Beyond orthodoxy: Legitimacy versus effective control

Under the traditional framework of the Vienna Convention on the Law of Treaties, only governments exercising effective control are competent to bind or unbind the state. This positivist premise—built on the assumption of stable institutions and uncontested authority—collapses in the context of authoritarian regression. Applying it mechanically in cases like Venezuela’s would mean denying millions of citizens any channel for international protection simply because their de facto rulers reject scrutiny.

The court made a subtle but powerful move ahead of orthodox treaty doctrine and aligned it with the lived reality of institutional collapse. By recognizing the democratic legitimacy of the interim president’s actions—rooted in the authority of the National Assembly—the IACtHR pushed back against the idea that only governments exercising effective control may bind the state. In essence, the court affirmed that when legality and legitimacy collide, human rights law must privilege democratic representation over authoritarian control.

This interpretive move has deep consequences. It signals that, in extreme situations, the guardians of human rights treaties must not allow the principle of consent to become an instrument of impunity. The court thereby asserts that legitimacy grounded in democratic representation can, in certain circumstances, sustain a state’s continuity in the international legal order even when its institutions have been captured by authoritarian power.

The right to international justice as an interpretive compass

The Chirinos Salamanca judgment can be read as part of a broader doctrinal evolution within the Inter-American system—one that places the right to access international justice at the core of jurisdictional analysis.

In 2020, the IACtHR held that states may denounce human rights treaties, but only within limits consistent with the protection of fundamental rights. Chirinos Salamanca implicitly extends that logic: if withdrawal is constrained by victims’ rights, re-ratification and jurisdiction must be interpreted through the same human rights lens.

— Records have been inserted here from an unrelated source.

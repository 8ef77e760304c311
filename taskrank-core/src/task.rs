//! Task records as handed to the engine by callers.
//!
//! Records are lenient: every field may be missing or carry the wrong JSON
//! type without failing the batch. Ids and dependency entries that cannot be
//! used as ids decode to nothing; dates and numeric fields keep their raw
//! value and are normalized in `crate::factors`.

use chrono::NaiveDate;
use serde::{Deserialize, Deserializer, Serialize};
use serde_json::Value;
use std::fmt;

/// Date format accepted for `due_date`.
pub const DUE_DATE_FORMAT: &str = "%Y-%m-%d";

/// Rating assumed when a task carries no `importance` field.
pub const DEFAULT_IMPORTANCE: f64 = 5.0;

/// Hours assumed when a task carries no `estimated_hours` field.
pub const DEFAULT_ESTIMATED_HOURS: f64 = 5.0;

/// Largest float that still holds every integer exactly (2^53).
const MAX_EXACT_FLOAT_INT: f64 = 9_007_199_254_740_992.0;

/// Opaque task identifier. Integer and string ids never compare equal.
#[derive(Debug, Clone, PartialEq, Eq, Hash, PartialOrd, Ord, Serialize, Deserialize)]
#[serde(untagged)]
pub enum TaskId {
    Num(i64),
    Name(String),
}

impl TaskId {
    /// Read an id out of arbitrary JSON. Integers (including integral floats
    /// such as `3.0`) and strings qualify; anything else yields `None`.
    pub fn from_value(value: &Value) -> Option<Self> {
        match value {
            Value::String(s) => Some(TaskId::Name(s.clone())),
            Value::Number(n) => n.as_i64().map(TaskId::Num).or_else(|| {
                n.as_f64()
                    .filter(|f| f.fract() == 0.0 && f.abs() <= MAX_EXACT_FLOAT_INT)
                    .map(|f| TaskId::Num(f as i64))
            }),
            _ => None,
        }
    }
}

impl fmt::Display for TaskId {
    fn fmt(&self, f: &mut fmt::Formatter<'_>) -> fmt::Result {
        match self {
            TaskId::Num(n) => write!(f, "{n}"),
            TaskId::Name(s) => f.write_str(s),
        }
    }
}

impl From<i64> for TaskId {
    fn from(n: i64) -> Self {
        TaskId::Num(n)
    }
}

impl From<&str> for TaskId {
    fn from(s: &str) -> Self {
        TaskId::Name(s.to_string())
    }
}

impl From<String> for TaskId {
    fn from(s: String) -> Self {
        TaskId::Name(s)
    }
}

/// A numeric field as it arrived on the wire: either a number or something
/// that should have been one.
#[derive(Debug, Clone, PartialEq, Serialize, Deserialize)]
#[serde(untagged)]
pub enum FieldValue {
    Number(f64),
    Other(serde_json::Value),
}

impl FieldValue {
    /// The numeric value, if this field holds a finite number.
    pub fn as_f64(&self) -> Option<f64> {
        match self {
            FieldValue::Number(n) if n.is_finite() => Some(*n),
            _ => None,
        }
    }
}

impl From<f64> for FieldValue {
    fn from(n: f64) -> Self {
        FieldValue::Number(n)
    }
}

impl From<i32> for FieldValue {
    fn from(n: i32) -> Self {
        FieldValue::Number(n as f64)
    }
}

impl From<&str> for FieldValue {
    fn from(s: &str) -> Self {
        FieldValue::Other(serde_json::Value::String(s.to_string()))
    }
}

/// A `due_date` as it arrived: normally text, but any other JSON value is kept
/// so it can degrade to neutral urgency.
#[derive(Debug, Clone, PartialEq, Serialize, Deserialize)]
#[serde(untagged)]
pub enum RawDate {
    Text(String),
    Other(Value),
}

impl RawDate {
    pub fn as_str(&self) -> Option<&str> {
        match self {
            RawDate::Text(s) => Some(s),
            RawDate::Other(_) => None,
        }
    }
}

impl fmt::Display for RawDate {
    fn fmt(&self, f: &mut fmt::Formatter<'_>) -> fmt::Result {
        match self {
            RawDate::Text(s) => f.write_str(s),
            RawDate::Other(v) => write!(f, "{v}"),
        }
    }
}

impl From<&str> for RawDate {
    fn from(s: &str) -> Self {
        RawDate::Text(s.to_string())
    }
}

impl From<String> for RawDate {
    fn from(s: String) -> Self {
        RawDate::Text(s)
    }
}

impl From<Value> for RawDate {
    fn from(v: Value) -> Self {
        match v {
            Value::String(s) => RawDate::Text(s),
            other => RawDate::Other(other),
        }
    }
}

fn lenient_id<'de, D: Deserializer<'de>>(d: D) -> Result<Option<TaskId>, D::Error> {
    Ok(TaskId::from_value(&Value::deserialize(d)?))
}

fn lenient_title<'de, D: Deserializer<'de>>(d: D) -> Result<Option<String>, D::Error> {
    Ok(match Value::deserialize(d)? {
        Value::Null => None,
        Value::String(s) => Some(s),
        other => Some(other.to_string()),
    })
}

/// `null` or a non-list means no dependencies; unusable entries are dropped.
fn lenient_dependencies<'de, D: Deserializer<'de>>(d: D) -> Result<Vec<TaskId>, D::Error> {
    Ok(match Value::deserialize(d)? {
        Value::Array(items) => items.iter().filter_map(TaskId::from_value).collect(),
        _ => Vec::new(),
    })
}

/// Core task record.
#[derive(Debug, Clone, Default, PartialEq, Serialize, Deserialize)]
pub struct Task {
    /// Absent when the record had no usable id.
    #[serde(
        default,
        deserialize_with = "lenient_id",
        skip_serializing_if = "Option::is_none"
    )]
    pub id: Option<TaskId>,

    #[serde(
        default,
        deserialize_with = "lenient_title",
        skip_serializing_if = "Option::is_none"
    )]
    pub title: Option<String>,

    /// `YYYY-MM-DD`; kept raw so a bad value degrades to neutral urgency.
    #[serde(default, skip_serializing_if = "Option::is_none")]
    pub due_date: Option<RawDate>,

    /// 1-10 rating.
    #[serde(default, skip_serializing_if = "Option::is_none")]
    pub importance: Option<FieldValue>,

    /// Hours.
    #[serde(default, skip_serializing_if = "Option::is_none")]
    pub estimated_hours: Option<FieldValue>,

    /// Ids of tasks that must complete before this one can start.
    #[serde(default, deserialize_with = "lenient_dependencies")]
    pub dependencies: Vec<TaskId>,
}

impl Task {
    pub fn new(id: impl Into<TaskId>) -> Self {
        Self {
            id: Some(id.into()),
            ..Self::default()
        }
    }

    /// A task with no id. It takes no part in dependency scoring or cycle checks.
    pub fn anonymous() -> Self {
        Self::default()
    }

    pub fn with_title(mut self, title: impl Into<String>) -> Self {
        self.title = Some(title.into());
        self
    }

    pub fn with_due_date(mut self, date: NaiveDate) -> Self {
        self.due_date = Some(RawDate::Text(date.format(DUE_DATE_FORMAT).to_string()));
        self
    }

    pub fn with_raw_due_date(mut self, raw: impl Into<RawDate>) -> Self {
        self.due_date = Some(raw.into());
        self
    }

    pub fn with_importance(mut self, importance: impl Into<FieldValue>) -> Self {
        self.importance = Some(importance.into());
        self
    }

    pub fn with_hours(mut self, hours: impl Into<FieldValue>) -> Self {
        self.estimated_hours = Some(hours.into());
        self
    }

    pub fn with_dependencies<I, T>(mut self, deps: I) -> Self
    where
        I: IntoIterator<Item = T>,
        T: Into<TaskId>,
    {
        self.dependencies = deps.into_iter().map(Into::into).collect();
        self
    }

    /// Parsed due date. `None` when absent or malformed.
    pub fn due(&self) -> Option<NaiveDate> {
        let raw = self.due_date.as_ref()?.as_str()?;
        NaiveDate::parse_from_str(raw.trim(), DUE_DATE_FORMAT).ok()
    }

    /// Whole days from `today` until the due date (negative when overdue).
    pub fn days_until_due(&self, today: NaiveDate) -> Option<i64> {
        self.due().map(|d| (d - today).num_days())
    }

    /// Importance after defaulting, or `None` when the field is not numeric.
    pub fn importance_value(&self) -> Option<f64> {
        match &self.importance {
            None => Some(DEFAULT_IMPORTANCE),
            Some(v) => v.as_f64(),
        }
    }

    /// Estimated hours after defaulting, or `None` when the field is not numeric.
    pub fn hours_value(&self) -> Option<f64> {
        match &self.estimated_hours {
            None => Some(DEFAULT_ESTIMATED_HOURS),
            Some(v) => v.as_f64(),
        }
    }

    pub fn depends_on(&self, id: &TaskId) -> bool {
        self.dependencies.iter().any(|d| d == id)
    }
}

This approach reframes the traditional question—Does the court have jurisdiction?—into a more substantive one: Can victims be deprived of international justice because of internal power struggles? The answer the court gestures toward is “no.” Although the judgment does not explicitly articulate this reasoning, it is implicitly grounded in the right to international justice—a principle derived from the American Convention. Interpreted this way, Chirinos Salamanca suggests that this right operates as an interpretive compass, guiding the court when state sovereignty collides with access to justice.

In doing so, the IACtHR reclaims its role as a court of principles, not merely a tribunal of procedural formalities. Its reading aligns with the broader mission of the Inter-American system: to ensure that legality serves legitimacy, and that form does not prevail over justice. This reasoning resonates far beyond Venezuela: it offers a potential pathway for countries like Nicaragua, where authoritarian consolidation has started to sever ties with international mechanisms.

Looking ahead: Restoring hope through law

The Chirinos Salamanca decision is neither the final word on Venezuela’s return to the Inter-American system nor a wholesale revision of treaty law. But it is a milestone. It suggests that international justice is not a privilege granted by governments, but a right belonging to individuals—a right that survives political ruptures and authoritarian exits.

For Venezuelan victims, the ruling revives the possibility of accountability before the Inter-American Court. For the regional system, it signals that the path forward lies not in formalist debates over who may speak for a state, but in safeguarding who may be heard before international justice bodies.

Ultimately, Chirinos Salamanca reminds us that the legitimacy of the Inter-American project depends on its willingness to adapt law to defend democracy, not the other way around. By choosing principle over form, the court reaffirmed that even beyond withdrawal, international justice can—and must—remain effective.